Background: The optimal regimen and chemotherapy intensity are still under investigation for neoadjuvant treatment of locally advanced rectal cancer (LARC). The CinClare trial has demonstrated improved pathologic complete response (pCR) with the addition of irinotecan to neoadjuvant chemoradiotherapy (CRT) guided by uridine diphosphate glucuronosyltransferase 1A1 (UGT1A1) genotype in LARC. Here, we report the 5-year follow-up outcomes of the CinClare study.

Methods: From November 2015 to December 2017, this randomized, open-label, multicenter, phase III trial enrolled 360 patients with LARC and assigned them in a 1:1 ratio to CapIriRT (radiation with capecitabine combined with irinotecan followed by irinotecan and capecitabine) or CapRT (radiation with concurrent capecitabine followed by oxaliplatin and capecitabine). Irinotecan dosing was guided by UGT1A1 genotype (80 mg/m² for *1/*1 and 65 mg/m² for *1/*28). The endpoints, including local control (LC), distant metastasis-free survival (DMFS), disease-free survival (DFS), and overall survival (OS), were analyzed using the log-rank test, Cox proportional hazards regression and restricted mean survival time (RMST) test at the data cut-off date of June 2023.

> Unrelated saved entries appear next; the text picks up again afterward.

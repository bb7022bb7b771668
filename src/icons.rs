//! Icon path resolution with idempotent fallback.
//!
//! The UI maps a record's name to an image resource by convention:
//! `<name>.png` under the icon directory. When the primary image is missing,
//! [`resolve_icon`] substitutes the fixed fallback image. The substitution is
//! idempotent: resolving the fallback name itself (or a missing fallback file)
//! still yields the fallback path, so a broken fallback can never loop.

use std::path::{Path, PathBuf};

/// File name of the fallback icon within the icon directory.
pub const FALLBACK_ICON: &str = "start.png";

/// Returns the conventional icon path for a record name.
///
/// Purely name-based; does not touch the filesystem.
#[must_use]
pub fn icon_path(icon_dir: &Path, name: &str) -> PathBuf {
    icon_dir.join(format!("{name}.png"))
}

/// Returns the fallback icon path within the icon directory.
#[must_use]
pub fn fallback_icon_path(icon_dir: &Path) -> PathBuf {
    icon_dir.join(FALLBACK_ICON)
}

/// Resolves the icon to display for a record, substituting the fallback when
/// the primary file does not exist.
///
/// The fallback is returned as-is even if it is itself missing; callers get a
/// stable path either way and never re-enter resolution.
#[must_use]
pub fn resolve_icon(icon_dir: &Path, name: &str) -> PathBuf {
    let primary = icon_path(icon_dir, name);
    if primary.is_file() {
        primary
    } else {
        fallback_icon_path(icon_dir)
    }
}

Results: With a median follow-up of 60 months, the CapIriRT group showed numerically higher 5-year LC (95.6% vs. 93.9%), 5-year DMFS (83.9% vs. 77.9%), 5-year DFS (77.7% vs. 70.6%), and 5-year OS rates (82.9% vs. 76.1%) than the CapRT group. Further RMST test also showed a statistically significant difference in DFS (P < 0.05) and a borderline difference in OS (P = 0.050). Among the UGT1A1 *1/*1 population, the CapIriRT group had significantly improved 5-year rates of DMFS, DFS, and OS (all P < 0.05). Patients achieving pCR also had significantly longer DFS and OS compared to non-pCR patients (P < 0.05).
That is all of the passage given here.